• [What to produce]: Output only the lines below that start at the line containing "self.subscribe_speak();" and end at the line containing "fn subscribe_speak(&mut self)", with both ends kept.

Source material Block Start

// Chat view controller state
// Connect form, connection status, transcript and the handlers behind every UI action

use crate::config::FormDefaults;
use crate::session::SessionManager;
use crate::state::transcript::{ChatEntry, Transcript};
use hivemind_bus::{crypto, Message, SubscriptionHandle};
use serde_json::json;
use std::sync::mpsc::{self, Receiver, Sender};
use std::sync::Arc;
use tracing::{debug, info, warn};

/// First bubble of a fresh chat view
pub const GREETING: &str = "Ask me something";
/// Local reply when sending without a hub connection
pub const NOT_CONNECTED_REPLY: &str = "I am not connected to the HiveMind!";
/// Local reply prefix when the hub connection rejects an utterance
pub const SEND_FAILED_REPLY: &str = "I could not send that to the HiveMind";
/// Outbound event carrying typed text
pub const UTTERANCE_EVENT: &str = "recognizer_loop:utterance";
/// Inbound event carrying spoken responses
pub const SPEAK_EVENT: &str = "speak";

/// Connection status shown in the connect form
#[derive(Debug, Clone, Copy, PartialEq, Eq, Hash)]
pub enum ConnectionStatus {
    /// No session, or never connected
    Disconnected,
    /// A connect is in progress
    Connecting,
    /// Hub connection is up
    Connected,
    /// The bounded wait elapsed without a connection
    TimedOut,
    /// The port field is not a valid port number
    InvalidPort,
    /// The crypto key is set but too short to encrypt with
    InvalidCryptoKey,
}

impl ConnectionStatus {
    /// Status label text
    pub fn label(self) -> &'static str {
        match self {
            ConnectionStatus::Disconnected => "Disconnected",
            ConnectionStatus::Connecting => "Connecting",
            ConnectionStatus::Connected => "Connected to HiveMind!",
            ConnectionStatus::TimedOut => "Connection timeout",
            ConnectionStatus::InvalidPort => "Invalid port",
            ConnectionStatus::InvalidCryptoKey => "Invalid crypto key",
        }
    }
}

/// Credentials form fields, edited directly by the UI
#[derive(Debug, Clone)]
pub struct ConnectForm {
    pub host: String,
    pub port: String,
    pub access_key: String,
    pub crypto_key: String,
    pub lang: String,
    pub accept_self_signed: bool,
}

impl From<&FormDefaults> for ConnectForm {
    fn from(defaults: &FormDefaults) -> Self {
        Self {
            host: defaults.host.clone(),
            port: defaults.port.clone(),
            access_key: defaults.access_key.clone(),
            crypto_key: defaults.crypto_key.clone(),
            lang: defaults.lang.clone(),
            accept_self_signed: defaults.accept_self_signed,
        }
    }
}

impl Default for ConnectForm {
    fn default() -> Self {
        Self::from(&FormDefaults::default())
    }
}

/// Tabs of the main window
#[derive(Debug, Clone, Copy, PartialEq, Eq)]
pub enum Tab {
    Connect,
    Chat,
}

/// UI-specific state
#[derive(Debug, Clone)]
pub struct UiState {
    /// Currently shown tab
    pub active_tab: Tab,
}

impl Default for UiState {
    fn default() -> Self {
        Self {
            active_tab: Tab::Connect,
        }
    }
}

/// Events produced on the bus thread and applied on the UI thread
#[derive(Debug, Clone, PartialEq, Eq)]
pub enum InboundEvent {
    /// The hub spoke an utterance
    Speak(String),
}

/// Wakes the UI after an inbound event is queued
pub type RepaintHook = Arc<dyn Fn() + Send + Sync>;

/// Chat view controller
///
/// Holds everything the connect form and chat view render, and implements
/// their actions. Rendering lives in `ui`; this type never touches egui.
pub struct ChatController {
    /// Connect form fields
    pub form: ConnectForm,
    /// Connection status label
    pub status: ConnectionStatus,
    /// Chat transcript
    pub transcript: Transcript,
    /// Text input of the chat view
    pub input: String,
    /// UI preferences
    pub ui_state: UiState,
    /// The single hub session of this UI instance
    session: SessionManager,
    /// Sender cloned into bus subscriptions
    inbound_tx: Sender<InboundEvent>,
    /// Drained on the UI thread each frame
    inbound_rx: Receiver<InboundEvent>,
    /// Active `speak` subscription, registered once per session
    speak_subscription: Option<SubscriptionHandle>,
    /// Called from the bus thread after queueing an event
    repaint: Option<RepaintHook>,
}

impl ChatController {
    /// Create a controller with an injected session and initial form values
    pub fn new(session: SessionManager, form: ConnectForm) -> Self {
        let (inbound_tx, inbound_rx) = mpsc::channel();
        let mut controller = Self {
            form,
            status: ConnectionStatus::Disconnected,
            transcript: Transcript::seeded(GREETING),
            input: String::new(),
            ui_state: UiState::default(),
            session,
            inbound_tx,
            inbound_rx,
            speak_subscription: None,
            repaint: None,
        };
        let accept = controller.form.accept_self_signed;
        controller.session.set_accept_self_signed(accept);
        controller
    }

    /// Install the hook used to wake the UI from the bus thread
    pub fn set_repaint_hook(&mut self, hook: RepaintHook) {
        self.repaint = Some(hook);
    }

    /// True iff the session reports a live connection
    pub fn is_connected(&self) -> bool {
        self.session.is_connected()
    }

    /// Self-signed checkbox changed
    pub fn on_self_signed_toggled(&mut self) {
        self.session.set_accept_self_signed(self.form.accept_self_signed);
        debug!(accept = self.session.accept_self_signed(), "Self-signed acceptance toggled");
    }

    /// Connect button pressed
    ///
    /// Blocks for at most the session's connect timeout on first connect.
    pub fn on_connect_pressed(&mut self) {
        self.status = ConnectionStatus::Connecting;

        let port = match self.form.port.trim().parse::<u16>() {
            Ok(port) => port,
            Err(e) => {
                warn!(port = %self.form.port, error = %e, "Invalid port");
                self.status = ConnectionStatus::InvalidPort;
                return;
            }
        };
        let crypto_key = Some(self.form.crypto_key.trim()).filter(|k| !k.is_empty());
        if let Some(Err(e)) = crypto_key.map(crypto::validate_key) {
            warn!(error = %e, "Invalid crypto key");
            self.status = ConnectionStatus::InvalidCryptoKey;
            return;
        }

        self.session.connect(
            &self.form.access_key,
            self.form.host.trim(),
            port,
            crypto_key,
            None,
        );

        if self.session.is_connected() {
            info!(host = %self.form.host, port, "Connected to HiveMind!");
            self.status = ConnectionStatus::Connected;
            self.clear_chat();
            self.on_inbound_speak(ConnectionStatus::Connected.label().to_string());
            self.subscribe_speak();
        } else {
            self.status = ConnectionStatus::TimedOut;
        }
    }

    /// Send button pressed (or Enter in the input field)
    pub fn on_send_pressed(&mut self) {
        let utterance = std::mem::take(&mut self.input);
        self.transcript.push(ChatEntry::user(utterance.clone()));

        let client = self
            .session
            .client()
            .filter(|client| client.is_connected())
            .cloned();
        let Some(client) = client else {
            self.transcript.push(ChatEntry::bot(NOT_CONNECTED_REPLY));
            return;
        };

        let message = Message::new(
            UTTERANCE_EVENT,
            json!({
                "utterances": [utterance],
                "lang": self.form.lang,
            }),
        );
        if let Err(e) = client.emit(message) {
            warn!(error = %e, "Failed to send utterance");
            self.transcript
                .push(ChatEntry::bot(format!("{}: {}", SEND_FAILED_REPLY, e)));
        }
    }

    /// Spoken response from the hub
    pub fn on_inbound_speak(&mut self, utterance: String) {
        self.transcript.push(ChatEntry::bot(utterance));
    }

    /// Apply inbound events queued by the bus thread; returns how many
    pub fn drain_inbound(&mut self) -> usize {
        let mut applied = 0;
        while let Ok(event) = self.inbound_rx.try_recv() {
            match event {
                InboundEvent::Speak(utterance) => self.on_inbound_speak(utterance),
            }
            applied += 1;
        }
        applied
    }

    /// Remove every transcript entry
    pub fn clear_chat(&mut self) {
        self.transcript.clear();
    }

    fn subscribe_speak(&mut self) {
        if self.speak_subscription.is_some() {
            return;
        }
        let Some(client) = self.session.client() else {
            return;
        };

        let tx = self.inbound_tx.clone();
        let repaint = self.repaint.clone();
        let handle = client.subscribe(
            SPEAK_EVENT,
            Arc::new(move |message: &Message| {
                let Some(utterance) = message.data_str("utterance") else {
                    warn!(data = %message.data, "Speak event without an utterance");
                    return;
                };
                if tx.send(InboundEvent::Speak(utterance.to_string())).is_ok() {
                    if let Some(repaint) = &repaint {
                        repaint();
                    }
                }
            }),
        );
        self.speak_subscription = Some(handle);
    }
}
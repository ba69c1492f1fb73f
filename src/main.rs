// HiveMind Chat GUI - Main Entry Point
// Native Rust chat client for a HiveMind hub

mod config;
mod session;
mod state;
mod ui;

use config::Config;
use eframe::egui;
use session::SessionManager;
use state::app_state::ConnectForm;
use state::ChatController;
use std::sync::Arc;
use tracing::info;
use ui::render_app_layout;

fn main() -> eframe::Result<()> {
    // Initialize tracing
    tracing_subscriber::fmt()
        .with_env_filter(tracing_subscriber::EnvFilter::from_default_env())
        .init();

    // Load configuration
    let config = Config::from_env();
    info!(form = ?config.form, session = ?config.session, "Configuration loaded");

    // Configure window options
    let options = eframe::NativeOptions {
        viewport: egui::ViewportBuilder::default()
            .with_title("HiveMind Chat")
            .with_inner_size([640.0, 720.0])
            .with_min_inner_size([420.0, 480.0]),
        ..Default::default()
    };

    // Run the application
    eframe::run_native(
        "HiveMind Chat",
        options,
        Box::new(move |cc| {
            let mut app = HiveMindChatApp::new(&config);
            let ctx = cc.egui_ctx.clone();
            app.controller
                .set_repaint_hook(Arc::new(move || ctx.request_repaint()));
            Box::new(app)
        }),
    )
}

/// Main application struct
/// Owns the chat controller, which owns the single hub session
struct HiveMindChatApp {
    controller: ChatController,
}

impl HiveMindChatApp {
    /// Create a new application instance
    fn new(config: &Config) -> Self {
        let session = SessionManager::hivemind(
            config.session.useragent.clone(),
            config.session.connect_timeout(),
        );
        Self {
            controller: ChatController::new(session, ConnectForm::from(&config.form)),
        }
    }
}

impl eframe::App for HiveMindChatApp {
    fn update(&mut self, ctx: &egui::Context, _frame: &mut eframe::Frame) {
        // Responses spoken while we were idle
        self.controller.drain_inbound();

        render_app_layout(ctx, &mut self.controller);
    }
}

Source material Block End

• [Result of this task]:
            self.subscribe_speak();
        } else {
            self.status = ConnectionStatus::TimedOut;
        }
    }

    /// Send button pressed (or Enter in the input field)
    pub fn on_send_pressed(&mut self) {
        let utterance = std::mem::take(&mut self.input);
        self.transcript.push(ChatEntry::user(utterance.clone()));

        let client = self
            .session
            .client()
            .filter(|client| client.is_connected())
            .cloned();
        let Some(client) = client else {
            self.transcript.push(ChatEntry::bot(NOT_CONNECTED_REPLY));
            return;
        };

        let message = Message::new(
            UTTERANCE_EVENT,
            json!({
                "utterances": [utterance],
                "lang": self.form.lang,
            }),
        );
        if let Err(e) = client.emit(message) {
            warn!(error = %e, "Failed to send utterance");
            self.transcript
                .push(ChatEntry::bot(format!("{}: {}", SEND_FAILED_REPLY, e)));
        }
    }

    /// Spoken response from the hub
    pub fn on_inbound_speak(&mut self, utterance: String) {
        self.transcript.push(ChatEntry::bot(utterance));
    }

    /// Apply inbound events queued by the bus thread; returns how many
    pub fn drain_inbound(&mut self) -> usize {
        let mut applied = 0;
        while let Ok(event) = self.inbound_rx.try_recv() {
            match event {
                InboundEvent::Speak(utterance) => self.on_inbound_speak(utterance),
            }
            applied += 1;
        }
        applied
    }

    /// Remove every transcript entry
    pub fn clear_chat(&mut self) {
        self.transcript.clear();
    }

    fn subscribe_speak(&mut self) {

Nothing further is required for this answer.